─── EXERCISE MATERIAL ───

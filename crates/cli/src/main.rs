//! CLI entry point for the wind-tunnel data reduction pipeline.
//!
//! Loads balance exports, reduces them and reports a summary per run.

use std::path::{Path, PathBuf};

use anyhow::{Context, Result};
use clap::{Parser, Subcommand, ValueEnum};
use tracing::{debug, info};
use tracing_subscriber::{fmt, layer::SubscriberExt, util::SubscriberInitExt, EnvFilter};
use tunnel_core::{Config, RunId};
use tunnel_ingestion::{load_dataset, RecordSetReader};
use tunnel_reduction::{DatasetReducer, RunSummary};

#[derive(Parser)]
#[command(name = "tunnel-reduce")]
#[command(about = "Reduce wind-tunnel force-balance exports", long_about = None)]
struct Cli {
    /// JSON configuration file (defaults apply when omitted)
    #[arg(short, long, global = true)]
    config: Option<PathBuf>,

    /// Log at debug level unless RUST_LOG says otherwise
    #[arg(short, long, global = true, default_value_t = false)]
    verbose: bool,

    #[command(subcommand)]
    command: Commands,
}

#[derive(Subcommand)]
enum Commands {
    /// Reduce all five runs from a data directory
    Reduce {
        /// Directory holding the run exports
        #[arg(value_name = "DATA_DIR", default_value = "Data")]
        data_dir: PathBuf,

        /// Summary output format
        #[arg(short, long, value_enum, default_value_t = Format::Text)]
        format: Format,
    },
    /// Reduce a single export as the given run
    ReduceRun {
        /// Run identity (flat-plate-angle, flat-plate-velocity, half-sphere, inverted-cup, sphere)
        #[arg(short, long)]
        run: String,

        /// Export file
        #[arg(value_name = "FILE")]
        file: PathBuf,

        /// Summary output format
        #[arg(short, long, value_enum, default_value_t = Format::Text)]
        format: Format,
    },
    /// Print the effective configuration as JSON
    ShowConfig,
}

#[derive(Clone, Copy, Debug, PartialEq, Eq, ValueEnum)]
enum Format {
    Text,
    Json,
}

fn init_logging(verbose: bool) {
    let default = if verbose { "debug" } else { "info" };
    let filter = EnvFilter::try_from_default_env().unwrap_or_else(|_| EnvFilter::new(default));

    tracing_subscriber::registry()
        .with(fmt::layer().with_target(true).with_writer(std::io::stderr))
        .with(filter)
        .init();
}

fn load_config(path: Option<&Path>) -> Result<Config> {
    match path {
        Some(path) => Config::from_json_file(path)
            .with_context(|| format!("loading config {}", path.display())),
        None => Ok(Config::default()),
    }
}

fn render(summaries: &[RunSummary], format: Format) -> Result<String> {
    match format {
        Format::Json => Ok(serde_json::to_string_pretty(summaries)?),
        Format::Text => Ok(summaries.iter().map(format_summary).collect::<Vec<_>>().join("\n")),
    }
}

fn opt(value: Option<f64>) -> String {
    value.map_or_else(|| "-".to_string(), |v| format!("{v:.4}"))
}

fn format_summary(summary: &RunSummary) -> String {
    format!(
        "{:<20} n={:<6} {} [{} .. {}]  CL mean={} sd={} missing={}  CD mean={} sd={} missing={}  |PM|max={}",
        summary.run.as_str(),
        summary.samples,
        summary.abscissa_kind.label(),
        opt(summary.abscissa_min),
        opt(summary.abscissa_max),
        opt(summary.lift.mean),
        opt(summary.lift.std_dev),
        summary.lift.missing,
        opt(summary.drag.mean),
        opt(summary.drag.std_dev),
        summary.drag.missing,
        opt(summary.peak_moment),
    )
}

fn main() -> Result<()> {
    let cli = Cli::parse();
    init_logging(cli.verbose);

    let config = load_config(cli.config.as_deref())?;
    debug!(?config, "Effective configuration");

    match cli.command {
        Commands::Reduce { data_dir, format } => {
            let dataset = load_dataset(&data_dir, &config.ingestion)
                .with_context(|| format!("loading dataset from {}", data_dir.display()))?;
            let reducer = DatasetReducer::new(&config)?;
            let reduced = reducer.reduce(&dataset)?;
            info!(runs = reduced.records().len(), "Reduction complete");

            let summaries: Vec<RunSummary> =
                reduced.records().iter().map(RunSummary::from_record).collect();
            println!("{}", render(&summaries, format)?);
        }
        Commands::ReduceRun { run, file, format } => {
            let run: RunId = run.parse()?;
            let raw = RecordSetReader::new(&config.ingestion)?
                .read_path(&file)
                .with_context(|| format!("reading {}", file.display()))?;
            let record = DatasetReducer::new(&config)?.reduce_run(run, &raw)?;
            println!("{}", render(&[RunSummary::from_record(&record)], format)?);
        }
        Commands::ShowConfig => {
            println!("{}", serde_json::to_string_pretty(&config)?);
        }
    }

    Ok(())
}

───

• [INSTRUCTIONS FOR THE TASK] Beginning of the records through the line with "#[command(subcommand)]": return that span exactly and stop there.

• [EXERCISE ANSWER]
filename crates/cli/src/main.rs
//! CLI entry point for the wind-tunnel data reduction pipeline.
//!
//! Loads balance exports, reduces them and reports a summary per run.

use std::path::{Path, PathBuf};

use anyhow::{Context, Result};
use clap::{Parser, Subcommand, ValueEnum};
use tracing::{debug, info};
use tracing_subscriber::{fmt, layer::SubscriberExt, util::SubscriberInitExt, EnvFilter};
use tunnel_core::{Config, RunId};
use tunnel_ingestion::{load_dataset, RecordSetReader};
use tunnel_reduction::{DatasetReducer, RunSummary};

#[derive(Parser)]
#[command(name = "tunnel-reduce")]
#[command(about = "Reduce wind-tunnel force-balance exports", long_about = None)]
struct Cli {
    /// JSON configuration file (defaults apply when omitted)
    #[arg(short, long, global = true)]
    config: Option<PathBuf>,

    /// Log at debug level unless RUST_LOG says otherwise
    #[arg(short, long, global = true, default_value_t = false)]
    verbose: bool,

    #[command(subcommand)]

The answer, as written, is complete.